No que se refere à formação dessas novas famílias, provavelmente, os próximos anos prometem muita discussão e polêmica com as constituições familiares poliafetivas. Quem trouxe a questão para os meios jurídicos e para a mídia foi a tabeliã Claudia do Nascimento Rodrigues, paulistana que atua na cidade de Tupã, no interior de São Paulo. Ela lavrou uma “escritura pública declaratória de união estável poliafetiva”, a pedido de um homem e duas mulheres. Nela, foram estipuladas cláusulas para pensão, comunhão de bens e separação, oferecendo certo amparo jurídico aos declarantes.
O trio é do Rio de Janeiro e recorreu ao cartório em Tupã por causa do conhecimento e militância da tabeliã Cláudia. Ela estuda o tema das uniões poliafetivas em tese de doutorado na Universidade de São Paulo e afirma que há inúmeros casos como o dessas pessoas no Brasil. Esse será um dos maiores desafios, daqui para frente, para os que trabalham com o Direito de Família.
Já no que se refere às questões de parentalidade, o STJ surpreendeu em maio deste ano com decisão inédita: determinou que um pai pagasse R$ 200 mil para a filha. O motivo foram danos morais causados por abandono afetivo. A filha moveu processo em Sorocaba, cidade paulista. Lá, foi julgado improcedente. Já em segunda instância, o Tribunal de Justiça de São Paulo concedeu R$ 450 mil. Em recurso final ao STJ, este reduziu a indenização para R$ 200 mil, valor a ser corrigido desde 2008. “Amar é faculdade, cuidar é dever”, disse a relatora do processo, a ministra Nancy Andrighi. Nova polêmica, pois se costuma imaginar que sentimentos, por não serem quantificáveis, não entram na mesma ordem de tudo aquilo que pode ter valor monetário.
Uma vez que o afeto vem se tornando o ponto mais discutido no Direito de Família, operando uma verdadeira transformação nos moldes patrimonialistas do nosso Código Civil, é o momento de se discutir como ressarcir a falta dele. Discussão similar às causas que envolvem danos morais por calúnia ou agressões, por exemplo, cuja indenização em dinheiro é sempre colocada em xeque. Porém, a tendência é tê-la como substancialmente importante.
Na medida em que se vive numa sociedade capitalista e que gira em torno, justamente, de retribuições pecuniárias, quantias em dinheiro podem, sim, diminuir os danos causados por ações que geraram malefícios não contáveis e subjetivos. Mas, ao que tudo indica, esse assunto certamente acarretará “queimadas de pestanas” dos juristas.
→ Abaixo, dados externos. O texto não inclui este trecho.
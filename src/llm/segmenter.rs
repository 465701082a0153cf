//! Streams agent replies and slices them into speakable fragments.
//!
//! The segmenter owns the call transcript. Each submitted turn opens one
//! streaming completion; generated text is cut at the split marker and every
//! slice is emitted immediately with the next fragment index of its
//! interaction. A `tool_calls` finish runs the declared side effect, folds its
//! result back into the transcript and streams again for the same interaction.

use super::client::{CompletionClient, FinishReason, LlmError};
use super::context::{Role, Transcript};
use super::prompts::SPLIT_MARKER;
use super::tools::{recover_arguments, ToolRegistry};
use futures_util::StreamExt;
use serde_json::Value;
use std::sync::Arc;
use thiserror::Error;
use tokio::sync::mpsc;
use tokio_util::sync::CancellationToken;

#[derive(Error, Debug)]
pub enum SegmenterError {
    #[error("LLM error: {0}")]
    Llm(#[from] LlmError),
    #[error("Model called undeclared tool '{0}'")]
    UnknownTool(String),
    #[error("Fragment channel closed")]
    ChannelClosed,
    #[error("Operation was cancelled")]
    Cancelled,
}

/// A speakable slice of one agent reply
#[derive(Debug, Clone, PartialEq)]
pub struct ReplyFragment {
    pub interaction: u32,
    /// Position within the reply; `None` means speak as soon as ready
    pub index: Option<u32>,
    pub text: String,
}

/// A transcript turn waiting to be answered
#[derive(Debug, Clone, PartialEq)]
pub struct TurnRequest {
    pub text: String,
    pub interaction: u32,
    pub role: Role,
    pub name: Option<String>,
}

impl TurnRequest {
    pub fn user(text: impl Into<String>, interaction: u32) -> Self {
        Self {
            text: text.into(),
            interaction,
            role: Role::User,
            name: None,
        }
    }
}

#[derive(Debug, Clone)]
pub struct SegmenterConfig {
    pub split_marker: char,
    /// Side-effect calls allowed within one submitted turn
    pub max_tool_chain: usize,
}

impl Default for SegmenterConfig {
    fn default() -> Self {
        Self {
            split_marker: SPLIT_MARKER,
            max_tool_chain: 5,
        }
    }
}

enum StreamOutcome {
    Finished,
    ToolCall { name: String, arguments: String },
}

pub struct CompletionSegmenter {
    client: Arc<dyn CompletionClient>,
    tools: Arc<ToolRegistry>,
    transcript: Transcript,
    config: SegmenterConfig,
    fragments: mpsc::UnboundedSender<ReplyFragment>,
    // (interaction, next fragment index)
    counter: Option<(u32, u32)>,
}

impl CompletionSegmenter {
    pub fn new(
        client: Arc<dyn CompletionClient>,
        tools: Arc<ToolRegistry>,
        transcript: Transcript,
        config: SegmenterConfig,
        fragments: mpsc::UnboundedSender<ReplyFragment>,
    ) -> Self {
        Self {
            client,
            tools,
            transcript,
            config,
            fragments,
            counter: None,
        }
    }

    pub fn transcript(&self) -> &Transcript {
        &self.transcript
    }

    pub fn add_call_metadata(&mut self, call_sid: &str) {
        self.transcript.add_call_metadata(call_sid);
    }

    /// Answer turns in arrival order until the channel closes or the call ends
    pub async fn run(
        mut self,
        mut turns: mpsc::UnboundedReceiver<TurnRequest>,
        cancel: CancellationToken,
    ) {
        loop {
            let turn = tokio::select! {
                biased;
                _ = cancel.cancelled() => break,
                turn = turns.recv() => match turn {
                    Some(turn) => turn,
                    None => break,
                },
            };

            let result = self
                .submit_turn(
                    &turn.text,
                    turn.interaction,
                    turn.role,
                    turn.name.as_deref(),
                    &cancel,
                )
                .await;

            match result {
                Ok(()) => {
                    log::info!("LLM -> transcript length: {}", self.transcript.len());
                }
                Err(SegmenterError::Cancelled) | Err(SegmenterError::ChannelClosed) => break,
                Err(e @ SegmenterError::UnknownTool(_)) => {
                    log::error!(
                        "Interaction {}: {}; no further turns will be answered",
                        turn.interaction,
                        e
                    );
                    break;
                }
                Err(e) => {
                    log::error!("Interaction {}: turn failed: {}", turn.interaction, e);
                }
            }
        }
        log::debug!("LLM: segmenter stopped");
    }

    /// Append a turn and stream the agent's answer as reply fragments
    pub async fn submit_turn(
        &mut self,
        text: &str,
        interaction: u32,
        role: Role,
        name: Option<&str>,
        cancel: &CancellationToken,
    ) -> Result<(), SegmenterError> {
        self.transcript.push_turn(role, name, text);

        let tool_definitions = self.tools.get_tool_definitions();
        let mut full_reply = String::new();
        let mut chain = 0usize;

        loop {
            let outcome = self
                .stream_once(interaction, &tool_definitions, &mut full_reply, cancel)
                .await?;

            let (tool_name, raw_arguments) = match outcome {
                StreamOutcome::Finished => break,
                StreamOutcome::ToolCall { name, arguments } => (name, arguments),
            };

            chain += 1;
            if chain > self.config.max_tool_chain {
                log::warn!(
                    "Interaction {}: tool chain limit ({}) reached, dropping call to {}",
                    interaction,
                    self.config.max_tool_chain,
                    tool_name
                );
                break;
            }

            let tool = self
                .tools
                .find_tool(&tool_name)
                .cloned()
                .ok_or_else(|| SegmenterError::UnknownTool(tool_name.clone()))?;

            self.emit(ReplyFragment {
                interaction,
                index: None,
                text: tool.say.clone(),
            })?;

            let arguments = match recover_arguments(&raw_arguments) {
                Ok(arguments) => arguments,
                Err(e) => {
                    log::warn!(
                        "Interaction {}: skipping {} call: {}",
                        interaction,
                        tool_name,
                        e
                    );
                    break;
                }
            };

            log::info!("Interaction {}: LLM -> {}({})", interaction, tool_name, arguments);

            let result = tokio::select! {
                biased;
                _ = cancel.cancelled() => return Err(SegmenterError::Cancelled),
                result = (tool.handler)(arguments) => result,
            };
            // A failed handler is reported back so the agent can recover with the caller
            let result = result.unwrap_or_else(|e| {
                log::warn!("Interaction {}: {} failed: {}", interaction, tool_name, e);
                serde_json::json!({ "error": e.to_string() }).to_string()
            });

            self.transcript
                .push_turn(Role::Function, Some(&tool_name), result);
        }

        if !full_reply.is_empty() {
            self.transcript.push_turn(Role::Assistant, None, full_reply);
        }
        Ok(())
    }

    async fn stream_once(
        &mut self,
        interaction: u32,
        tools: &[Value],
        full_reply: &mut String,
        cancel: &CancellationToken,
    ) -> Result<StreamOutcome, SegmenterError> {
        let mut stream = tokio::select! {
            biased;
            _ = cancel.cancelled() => return Err(SegmenterError::Cancelled),
            result = self.client.stream_completion(self.transcript.messages(), tools) => result?,
        };

        let mut partial = String::new();
        let mut function_name = String::new();
        let mut function_args = String::new();

        loop {
            let next = tokio::select! {
                biased;
                _ = cancel.cancelled() => return Err(SegmenterError::Cancelled),
                next = stream.next() => next,
            };

            let Some(chunk) = next else {
                log::warn!("Interaction {}: LLM stream ended without finish reason", interaction);
                self.flush(interaction, &mut partial)?;
                return Ok(StreamOutcome::Finished);
            };
            let chunk = chunk?;

            if let Some(delta) = chunk.tool_call {
                if delta.index != 0 {
                    // Only the first call of a parallel batch is run
                    log::warn!(
                        "Interaction {}: ignoring parallel tool call #{} {:?}",
                        interaction,
                        delta.index,
                        delta.name
                    );
                } else {
                    if let Some(name) = delta.name {
                        function_name = name;
                    }
                    if let Some(arguments) = delta.arguments {
                        // Arguments stream as shards of one JSON document
                        function_args.push_str(&arguments);
                    }
                }
            }

            if chunk.finish_reason == Some(FinishReason::ToolCalls) {
                self.flush(interaction, &mut partial)?;
                return Ok(StreamOutcome::ToolCall {
                    name: function_name,
                    arguments: function_args,
                });
            }

            if let Some(content) = chunk.content {
                full_reply.push_str(&content);
                partial.push_str(&content);
            }

            let finished = chunk.finish_reason.is_some();
            if finished || partial.trim_end().ends_with(self.config.split_marker) {
                self.flush(interaction, &mut partial)?;
            }
            if finished {
                return Ok(StreamOutcome::Finished);
            }
        }
    }

    fn flush(&mut self, interaction: u32, partial: &mut String) -> Result<(), SegmenterError> {
        if partial.trim().is_empty() {
            partial.clear();
            return Ok(());
        }

        let index = self.next_index(interaction);
        let text = std::mem::take(partial);
        self.emit(ReplyFragment {
            interaction,
            index: Some(index),
            text,
        })
    }

    fn next_index(&mut self, interaction: u32) -> u32 {
        match &mut self.counter {
            Some((current, next)) if *current == interaction => {
                let index = *next;
                *next += 1;
                index
            }
            _ => {
                self.counter = Some((interaction, 1));
                0
            }
        }
    }

    fn emit(&self, fragment: ReplyFragment) -> Result<(), SegmenterError> {
        log::info!(
            "Interaction {}: LLM -> TTS [{:?}]: {}",
            fragment.interaction,
            fragment.index,
            fragment.text
        );
        self.fragments
            .send(fragment)
            .map_err(|_| SegmenterError::ChannelClosed)
    }
}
Se há um tom geral que marcou o ano de 2012 é a reafirmação da laicidade do Estado, ainda que sob pressões de uma sociedade, em parte, notadamente conservadora e de grupos de políticos que dizem agir em favor dos que prezam os valores éticos e os bons costumes, mas que não ousaram, sequer, trazer à luz o entendimento que têm acerca daquilo que combatem. Fala-se em humanização das leis, por conta de temas que avançam nas questões da subjetividade, e é possível verificar esse processo, especialmente no Direito de Família.
É importante que se tenha em mente que humanizar as leis é fazer com que uma das mais nobres características do ser humano prevaleça: a razão.
Ivone Zeger é advogada especialista em Direito de Família e Sucessão, integrante da Comissão de Direito de Família da OAB-SP e autora dos livros Herança: Perguntas e Respostas e Família: Perguntas e Respostas.